Top of Dataset excerpts

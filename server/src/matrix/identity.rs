/// Derive the Matrix user id for an external IdP username. Pure function of
/// its inputs; nothing is persisted about the mapping.
pub fn matrix_user_id(external_id: &str, server_name: &str) -> String {
    format!("@{}:{}", external_id, server_name)
}

#[cfg(test)]
mod tests {
    use super::*;

    #[test]
    fn derivation_is_deterministic() {
        assert_eq!(
            matrix_user_id("alice", "example.org"),
            "@alice:example.org"
        );
        assert_eq!(
            matrix_user_id("alice", "example.org"),
            matrix_user_id("alice", "example.org")
        );
    }
}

Bottom of Dataset excerpts

Instructions for the task
Provide the count of lines in the data above that include the word "example", with no added text.

Task response
4